I was curious as to why there is only little representation of VS in wire-based PE treatments? Is it cause of a general lack of interest/ too many arterial cases already or political reasons? The procedures seem like something well within the specialty's skillset and "territory". It also seems like it would make rewarding cases with cool new tech (Flowtriever). Paging @Jolie South @TypeADissection @LucidSplash

The above is an article by Dr Ross written in 2017 briefly discussing the issue.
We did not do lysis very much at all in fellowship because we had so much other volume on call. Not that we couldn’t do it, but it just requires a time commitment that logistically is easier for IR to manage than vascular surgery. I actually really like lysis cases.
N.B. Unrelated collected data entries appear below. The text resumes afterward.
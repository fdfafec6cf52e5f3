//! Tagged 32-bit handles.
//!
//! A handle packs a slot index in the low bits and a [`StorageKind`] in the
//! high bits, so static and dynamic resources share one identifier space
//! while living in separate pools. The kind field is as narrow as the number
//! of kinds allows; every other bit belongs to the index.

use std::fmt;
use std::hash::{Hash, Hasher};
use std::marker::PhantomData;

/// Storage strategy of a mesh or model.
#[derive(Clone, Copy, Debug, PartialEq, Eq, Hash)]
#[repr(u32)]
pub enum StorageKind {
    /// Device-local, immutable after upload
    Static = 0,
    /// Host-visible ring buffer rewritten by the CPU
    Dynamic = 1,
}

impl StorageKind {
    pub const ALL: [StorageKind; 2] = [StorageKind::Static, StorageKind::Dynamic];

    const fn from_bits(bits: u32) -> Self {
        match bits {
            0 => StorageKind::Static,
            _ => StorageKind::Dynamic,
        }
    }
}

/// Bits holding the storage kind: `ceil(log2(kind count))`.
pub const KIND_BITS: u32 = u32::BITS - (StorageKind::ALL.len() as u32 - 1).leading_zeros();

/// Bits holding the slot index.
pub const INDEX_BITS: u32 = u32::BITS - KIND_BITS;

/// Largest encodable slot index.
pub const MAX_INDEX: u32 = (1 << INDEX_BITS) - 1;

/// Packs `index` and `kind` into a raw handle.
///
/// Pools check `index <= MAX_INDEX` before calling this; an index that does
/// not fit is never truncated.
#[inline]
pub const fn encode(index: u32, kind: StorageKind) -> u32 {
    debug_assert!(index <= MAX_INDEX);
    ((kind as u32) << INDEX_BITS) | index
}

/// Splits a raw handle into slot index and storage kind.
#[inline]
pub const fn decode(raw: u32) -> (u32, StorageKind) {
    (raw & MAX_INDEX, StorageKind::from_bits(raw >> INDEX_BITS))
}

/// Typed handle into a [`ResourcePool`](crate::ResourcePool).
///
/// `T` is a marker naming what the handle refers to; handles to different
/// resource types do not mix.
pub struct Handle<T> {
    raw: u32,
    _marker: PhantomData<fn() -> T>,
}

impl<T> Handle<T> {
    /// # Panics
    ///
    /// Panics if `index` exceeds [`MAX_INDEX`].
    pub fn new(index: u32, kind: StorageKind) -> Self {
        assert!(
            index <= MAX_INDEX,
            "handle index {index} does not fit in {INDEX_BITS} bits"
        );
        Self::from_raw(encode(index, kind))
    }

    #[inline]
    pub const fn from_raw(raw: u32) -> Self {
        Self {
            raw,
            _marker: PhantomData,
        }
    }

    #[inline]
    pub const fn raw(self) -> u32 {
        self.raw
    }

    #[inline]
    pub const fn index(self) -> u32 {
        decode(self.raw).0
    }

    #[inline]
    pub const fn kind(self) -> StorageKind {
        decode(self.raw).1
    }
}

impl<T> Clone for Handle<T> {
    fn clone(&self) -> Self {
        *self
    }
}

impl<T> Copy for Handle<T> {}

impl<T> PartialEq for Handle<T> {
    fn eq(&self, other: &Self) -> bool {
        self.raw == other.raw
    }
}

impl<T> Eq for Handle<T> {}

impl<T> Hash for Handle<T> {
    fn hash<H: Hasher>(&self, state: &mut H) {
        self.raw.hash(state);
    }
}

impl<T> fmt::Debug for Handle<T> {
    fn fmt(&self, f: &mut fmt::Formatter<'_>) -> fmt::Result {
        write!(f, "Handle({}, {:?})", self.index(), self.kind())
    }
}

/// Marker for mesh handles.
#[derive(Debug)]
pub enum MeshTag {}

/// Marker for model handles.
#[derive(Debug)]
pub enum ModelTag {}

pub type MeshId = Handle<MeshTag>;
pub type ModelId = Handle<ModelTag>;

/// Dense material index. Materials have a single storage kind and are never
/// destroyed, so the index is not tagged.
#[derive(Clone, Copy, Debug, PartialEq, Eq, Hash)]
pub struct MaterialId(pub(crate) u32);

impl MaterialId {
    #[inline]
    pub fn index(self) -> u32 {
        self.0
    }
}

#[cfg(test)]
mod tests {
    use super::*;
    use rstest::rstest;

    #[test]
    fn test_bit_widths() {
        assert_eq!(KIND_BITS, 1);
        assert_eq!(INDEX_BITS, 31);
        assert_eq!(MAX_INDEX, 0x7FFF_FFFF);
    }

    #[rstest]
    #[case(0, StorageKind::Static)]
    #[case(0, StorageKind::Dynamic)]
    #[case(1, StorageKind::Static)]
    #[case(42, StorageKind::Dynamic)]
    #[case(MAX_INDEX, StorageKind::Static)]
    #[case(MAX_INDEX, StorageKind::Dynamic)]
    fn test_encode_decode_round_trip(#[case] index: u32, #[case] kind: StorageKind) {
        assert_eq!(decode(encode(index, kind)), (index, kind));
    }

    #[rstest]
    #[case(0)]
    #[case(u32::MAX)]
    #[case(0x8000_0000)]
    #[case(0x1234_5678)]
    fn test_any_raw_value_round_trips(#[case] raw: u32) {
        let (index, kind) = decode(raw);
        assert_eq!(encode(index, kind), raw);
    }

    #[test]
    fn test_kind_occupies_high_bit() {
        assert_eq!(encode(5, StorageKind::Dynamic), 0x8000_0005);
        assert_eq!(encode(5, StorageKind::Static), 5);
    }

    #[test]
    fn test_handle_accessors() {
        let handle = MeshId::new(7, StorageKind::Dynamic);
        assert_eq!(handle.index(), 7);
        assert_eq!(handle.kind(), StorageKind::Dynamic);
        assert_eq!(MeshId::from_raw(handle.raw()), handle);
        assert_ne!(handle, MeshId::new(7, StorageKind::Static));
    }

    #[test]
    #[should_panic(expected = "does not fit")]
    fn test_oversized_index_panics() {
        let _ = ModelId::new(MAX_INDEX + 1, StorageKind::Static);
    }
}
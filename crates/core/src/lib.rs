//! Core utilities for the vkr scene renderer.
//!
//! This crate provides foundational types used across the workspace:
//! - Error types and result aliases
//! - Logging initialization
//! - Renderer configuration loaded from TOML
//! - Frame clock

mod clock;
pub mod config;
mod error;
mod logging;

pub use clock::FrameClock;
pub use config::{PresentModePreference, RendererConfig};
pub use error::{Error, Result};
pub use logging::init_logging;
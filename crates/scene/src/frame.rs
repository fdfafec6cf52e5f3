//! Frames in flight.
//!
//! Each slot owns the objects one frame needs while the GPU executes it. The
//! CPU only blocks when it comes back to a slot whose previous submission
//! has not finished.

use std::sync::Arc;

use tracing::{debug, warn};
use vkr_rhi::{GpuDevice, GpuFence, RhiResult};

/// Synchronization objects of one frame in flight.
pub struct FrameSlot<D: GpuDevice> {
    pub command_buffer: D::CommandBuffer,
    /// Signaled by the presenter when the acquired image can be written.
    pub image_ready: D::Semaphore,
    /// Signaled by the frame's submission, waited on by present.
    pub render_done: D::Semaphore,
    /// Signaled when the frame's submission completes.
    pub fence: Arc<D::Fence>,
}

impl<D: GpuDevice> FrameSlot<D> {
    fn new(device: &D) -> RhiResult<Self> {
        Ok(Self {
            command_buffer: device.allocate_command_buffer()?,
            image_ready: device.create_semaphore()?,
            render_done: device.create_semaphore()?,
            // Signaled so the first wait on the slot returns at once.
            fence: Arc::new(device.create_fence(true)?),
        })
    }
}

/// Ring of [`FrameSlot`]s advanced once per submitted frame.
pub struct FrameSynchronizer<D: GpuDevice> {
    slots: Vec<FrameSlot<D>>,
    current: usize,
}

impl<D: GpuDevice> FrameSynchronizer<D> {
    /// # Panics
    ///
    /// Panics if `frames_in_flight` is zero.
    pub fn new(device: &D, frames_in_flight: u32) -> RhiResult<Self> {
        assert!(frames_in_flight > 0, "at least one frame must be in flight");
        let slots = (0..frames_in_flight)
            .map(|_| FrameSlot::new(device))
            .collect::<RhiResult<Vec<_>>>()?;
        debug!("Created {} frame slots", slots.len());
        Ok(Self { slots, current: 0 })
    }

    #[inline]
    pub fn current_index(&self) -> usize {
        self.current
    }

    #[inline]
    pub fn slot_count(&self) -> usize {
        self.slots.len()
    }

    pub fn current(&self) -> &FrameSlot<D> {
        &self.slots[self.current]
    }

    pub fn current_mut(&mut self) -> &mut FrameSlot<D> {
        &mut self.slots[self.current]
    }

    /// The slot submitted just before the current one.
    pub fn previous(&self) -> &FrameSlot<D> {
        let count = self.slots.len();
        &self.slots[(self.current + count - 1) % count]
    }

    /// Blocks until the current slot's last submission has completed.
    pub fn wait_current(&self) -> RhiResult<()> {
        self.current().fence.wait(u64::MAX)
    }

    /// Moves to the next slot.
    pub fn advance(&mut self) {
        self.current = (self.current + 1) % self.slots.len();
    }

    /// Installs a fresh signaled fence in the current slot and returns the
    /// old one.
    ///
    /// Called when a submission that would have signaled the old fence did
    /// not happen.
    pub fn replace_fence(&mut self, device: &D) -> RhiResult<Arc<D::Fence>> {
        let fence = Arc::new(device.create_fence(true)?);
        warn!("Replacing fence of frame slot {}", self.current);
        Ok(std::mem::replace(&mut self.current_mut().fence, fence))
    }

    /// Recreates the current slot's image-ready semaphore, dropping any
    /// signal still pending on it. The device must be idle.
    pub fn recreate_image_ready(&mut self, device: &D) -> RhiResult<()> {
        self.current_mut().image_ready = device.create_semaphore()?;
        debug!("Recreated image-ready semaphore of frame slot {}", self.current);
        Ok(())
    }

    /// Recreates every semaphore. The device must be idle.
    pub fn recreate_semaphores(&mut self, device: &D) -> RhiResult<()> {
        for slot in &mut self.slots {
            slot.image_ready = device.create_semaphore()?;
            slot.render_done = device.create_semaphore()?;
        }
        debug!("Recreated semaphores of {} frame slots", self.slots.len());
        Ok(())
    }
}

#[cfg(test)]
mod tests {
    use vkr_rhi::headless::HeadlessDevice;

    use super::*;

    #[test]
    fn test_index_wraps_after_slot_count_frames() {
        let device = HeadlessDevice::new();
        let mut frames = FrameSynchronizer::new(&device, 3).unwrap();

        let mut seen = Vec::new();
        for _ in 0..4 {
            seen.push(frames.current_index());
            frames.advance();
        }
        assert_eq!(seen, vec![0, 1, 2, 0]);
    }

    #[test]
    fn test_fresh_slots_do_not_block() {
        let device = HeadlessDevice::new();
        let mut frames = FrameSynchronizer::new(&device, 2).unwrap();
        for _ in 0..2 {
            assert!(frames.current().fence.is_signaled());
            frames.wait_current().unwrap();
            frames.advance();
        }
    }

    #[test]
    fn test_slots_own_distinct_objects() {
        let device = HeadlessDevice::new();
        let mut frames = FrameSynchronizer::new(&device, 2).unwrap();
        let first = frames.current().fence.id();
        frames.advance();
        assert_ne!(frames.current().fence.id(), first);
        assert_eq!(frames.previous().fence.id(), first);
    }

    #[test]
    fn test_replace_fence_returns_old() {
        let device = HeadlessDevice::new();
        let mut frames = FrameSynchronizer::new(&device, 1).unwrap();
        frames.current().fence.reset().unwrap();

        let old = frames.replace_fence(&device).unwrap();
        assert!(!old.is_signaled());
        assert!(frames.current().fence.is_signaled());
        assert!(!Arc::ptr_eq(&old, &frames.current().fence));
    }

    #[test]
    fn test_recreate_image_ready_touches_current_slot_only() {
        let device = HeadlessDevice::new();
        let mut frames = FrameSynchronizer::new(&device, 2).unwrap();
        let image_ready = frames.current().image_ready.id();
        let render_done = frames.current().render_done.id();
        let other = frames.slots[1].image_ready.id();

        frames.recreate_image_ready(&device).unwrap();
        assert_ne!(frames.current().image_ready.id(), image_ready);
        assert_eq!(frames.current().render_done.id(), render_done);
        assert_eq!(frames.slots[1].image_ready.id(), other);
    }

    #[test]
    fn test_recreate_semaphores() {
        let device = HeadlessDevice::new();
        let mut frames = FrameSynchronizer::new(&device, 2).unwrap();
        let before = frames.current().image_ready.id();
        frames.recreate_semaphores(&device).unwrap();
        assert_ne!(frames.current().image_ready.id(), before);
    }
}
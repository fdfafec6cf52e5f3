//! Vertex layout shared by every mesh.
//!
//! Meshes carry positions only; color and shading come from the material's
//! fragment shader.

use ash::vk;
use bytemuck::{Pod, Zeroable};
use glam::Vec3;

/// Position-only vertex.
#[repr(C)]
#[derive(Clone, Copy, Debug, Default, PartialEq, Pod, Zeroable)]
pub struct Vertex {
    pub position: Vec3,
}

impl Vertex {
    /// Size of one vertex in bytes.
    pub const STRIDE: u64 = std::mem::size_of::<Self>() as u64;

    #[inline]
    pub const fn new(x: f32, y: f32, z: f32) -> Self {
        Self {
            position: Vec3::new(x, y, z),
        }
    }

    /// Get the vertex input binding description.
    pub fn binding_description() -> vk::VertexInputBindingDescription {
        vk::VertexInputBindingDescription {
            binding: 0,
            stride: Self::STRIDE as u32,
            input_rate: vk::VertexInputRate::VERTEX,
        }
    }

    /// Get the vertex attribute descriptions.
    pub fn attribute_descriptions() -> [vk::VertexInputAttributeDescription; 1] {
        [vk::VertexInputAttributeDescription {
            binding: 0,
            location: 0,
            format: vk::Format::R32G32B32_SFLOAT,
            offset: 0,
        }]
    }
}

impl From<Vec3> for Vertex {
    fn from(position: Vec3) -> Self {
        Self { position }
    }
}

#[cfg(test)]
mod tests {
    use super::*;

    #[test]
    fn test_vertex_size() {
        assert_eq!(Vertex::STRIDE, 12);
        assert_eq!(Vertex::binding_description().stride, 12);
    }

    #[test]
    fn test_vertex_attribute() {
        let attrs = Vertex::attribute_descriptions();
        assert_eq!(attrs[0].location, 0);
        assert_eq!(attrs[0].format, vk::Format::R32G32B32_SFLOAT);
    }

    #[test]
    fn test_vertex_bytes() {
        let vertices = [Vertex::new(1.0, 2.0, 3.0)];
        let bytes: &[u8] = bytemuck::cast_slice(&vertices);
        assert_eq!(bytes.len(), 12);
        assert_eq!(&bytes[4..8], &2.0f32.to_ne_bytes());
    }
}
But say surgeon A has a million elective cases in hybrid 1 and cardiology doing TAVRs in hybrid 2, it would cause a huge delay in care for surgeon B to do the call lysis case after waiting for everyone else to be done. Then, when you have to bring the patient back the next day, it’s the same scenario again to find the time.

I do think flowtriever has advantages in that you are not having to bring the patient back multiple days, keep them in the ICU, and you don’t expose them to bleeding risk. If we did lysis in fellowship, we always did flowtriever or angiojet bc of the time constraints on my private practice attendings.